Hacía un verano tremendo en marzo de 2018. Era ese tiempo en el que grupos de guacamayas cruzan el Aburrá graznando como profetas que nadie oye. Bajo ese cielo límpido, en el patio central de su casa de Laureles, el escritor Fernando Vallejo miraba sin mirar y con bastante empeño a un niño de yeso que estaba recostado en la pared como una fuente condenada. Lo miraba, pero pensaba en otra cosa. ¿En su pareja David Anton muerto meses atrás? ¿En el libro que escribía y que tituló Memorias de un hijueputa? ¿En el periodista que tenía al lado y con el que llevaba semanas hablando? Hablábamos de literatura y destrozaba a otros escritores como Pablo Montoya, Juan Gabriel Vásquez, Héctor Abad.
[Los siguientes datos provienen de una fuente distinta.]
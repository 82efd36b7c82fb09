//! History navigation, autocomplete and prompt editing.

use crombo_portfolio::shell::{EntryKind, Interpreter, WindowControl};
use pretty_assertions::assert_eq;

fn shell_with(commands: &[&str]) -> Interpreter {
    let mut shell = Interpreter::default();
    for command in commands {
        shell.execute(command);
    }
    shell
}

#[test]
fn test_history_up_stops_at_oldest() {
    let mut shell = shell_with(&["ls", "cr -about"]);
    shell.history_up();
    assert_eq!(shell.prompt().text(), "cr -about");
    shell.history_up();
    shell.history_up();
    shell.history_up();
    assert_eq!(shell.prompt().text(), "ls");
    assert_eq!(shell.history().cursor(), 0);
}

#[test]
fn test_history_down_past_newest_clears() {
    let mut shell = shell_with(&["ls", "cr -about"]);
    shell.history_up();
    shell.history_down();
    assert_eq!(shell.prompt().text(), "");
    shell.history_down();
    assert_eq!(shell.prompt().text(), "");
    assert_eq!(shell.history().cursor(), 2);
}

#[test]
fn test_history_grows_past_hundreds_of_commands() {
    let mut shell = Interpreter::default();
    for _ in 0..501 {
        shell.execute("ls");
    }
    let before = shell.history().len();
    shell.execute("cr -help");
    assert_eq!(shell.history().len(), before + 1);
    assert_eq!(shell.history().len(), 502);

    for _ in 0..600 {
        shell.history_up();
    }
    assert_eq!(shell.prompt().text(), "ls");
    assert_eq!(shell.history().cursor(), 0);
}

#[test]
fn test_history_on_empty_is_noop() {
    let mut shell = Interpreter::default();
    shell.prompt_mut().insert_str("draft");
    shell.history_up();
    shell.history_down();
    assert_eq!(shell.prompt().text(), "draft");
}

#[test]
fn test_history_cursor_resets_after_submit() {
    let mut shell = shell_with(&["ls", "clear"]);
    shell.history_up();
    shell.history_up();
    shell.submit();
    assert_eq!(shell.history().len(), 3);
    assert_eq!(shell.history().cursor(), 3);
}

#[test]
fn test_autocomplete_single_match() {
    let mut shell = Interpreter::default();
    shell.prompt_mut().insert_str("crombo -sk");
    shell.autocomplete();
    assert_eq!(shell.prompt().text(), "crombo -skills");
    assert_eq!(shell.prompt().cursor(), "crombo -skills".len());
    assert_eq!(shell.scrollback().len(), 1);
}

#[test]
fn test_autocomplete_is_case_insensitive_on_input() {
    let mut shell = Interpreter::default();
    shell.prompt_mut().insert_str("CLE");
    shell.autocomplete();
    assert_eq!(shell.prompt().text(), "clear");
}

#[test]
fn test_autocomplete_lists_multiple() {
    let mut shell = Interpreter::default();
    shell.prompt_mut().insert_str("cr -c");
    shell.autocomplete();

    assert_eq!(shell.prompt().text(), "cr -c");
    let last = shell.scrollback().last().cloned().unwrap();
    assert_eq!(last.kind, EntryKind::Normal);
    assert_eq!(last.text, "cr -certs    cr -challs    cr -contact");
}

#[test]
fn test_autocomplete_no_match() {
    let mut shell = Interpreter::default();
    shell.prompt_mut().insert_str("xyz");
    shell.autocomplete();
    assert_eq!(shell.prompt().text(), "xyz");
    assert_eq!(shell.scrollback().len(), 1);
}

#[test]
fn test_submit_reenables_prompt() {
    let mut shell = Interpreter::default();
    shell.prompt_mut().insert_str("ls");
    shell.submit();
    assert!(shell.prompt().is_enabled());
    assert!(shell.prompt().is_empty());
}

#[test]
fn test_busy_submit_keeps_typed_text() {
    let mut shell = shell_with(&["cr -gui"]);
    shell.prompt_mut().insert_str("ls");
    assert_eq!(shell.submit(), None);
    assert_eq!(shell.prompt().text(), "ls");
}

#[test]
fn test_window_controls() {
    let mut shell = Interpreter::default();
    shell.window_control(WindowControl::Minimize);
    shell.window_control(WindowControl::Maximize);
    let texts: Vec<String> = shell.scrollback().entries()[1..]
        .iter()
        .map(|e| e.text.clone())
        .collect();
    assert_eq!(
        texts,
        vec![
            "[INFO] Terminal minimized. Type \"exit\" to return to selection screen.".to_string(),
            "[INFO] Terminal maximized.".to_string(),
        ]
    );

    assert!(shell.window_control(WindowControl::Close).is_some());
    assert!(shell.is_busy());
    assert!(shell.window_control(WindowControl::Close).is_none());
}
Vallejo estaba solo acompañado por su perra Brusca y se pasaba las tardes escuchando la emisora de la Universidad UPB. Había acabado de llegar de México después del luto y un terremoto, desde ese 2018 permanece en esa casa, algunos lo han visto caminar con su perra, con la que va de visita al café Vallejo, propiedad de su hermano Aníbal.
Durante tres meses lo visité con mucha regularidad, casi dos veces por semana, y algunas veces hasta días festivos. “Venga cuando quiera, que yo estoy aquí desocupado”. Cuando tocaba la puerta y pasaba por el vestíbulo en el que había colgados afiches de Jesús y la Virgen María, y miraba de reojo el piano en el que había la única foto de la casa —en ella su amado hermano Darío—, recordaba las palabras de Ricardo Piglia sobre Jorge Luis Borges: “Era increíble saber que Borges estaba en Buenos Aires y que se podía visitar”. Era increíble saber que Vallejo había regresado después de cuarenta años de vivir en México; que estaba en Medellín, la ciudad de todo su amor y de toda su rabia, la ciudad de toda su obra.
Entre las largas conversaciones que tuvimos, compartimos tequilas, ron, té y alguna galleta. Nunca lo vi comer grandes platos, solo vi en ello a su perra Brusca, a quien le cocinaba pollo y arroz. Hubo momentos en que pasamos a su cuarto, en el que había dos camas, un escritorio y un computador cubiertos por una sábana, y leíamos algunas partes del libro que estaba escribiendo; incluso me mostró una posible portada que ya había conversado con su editora Pilar Reyes y en la que aparecía el propio Vallejo sonriendo mientras abrazaba una calavera, el título tentativo de ese libro era Escombros. Decía cosas que ya había escrito en Logoi y que revelan la piedra fundamental de su escritura: la diferencia entre el lenguaje hablado y el lenguaje literario; que la escritura es la búsqueda de un lenguaje único que no se corresponde con ningún otro.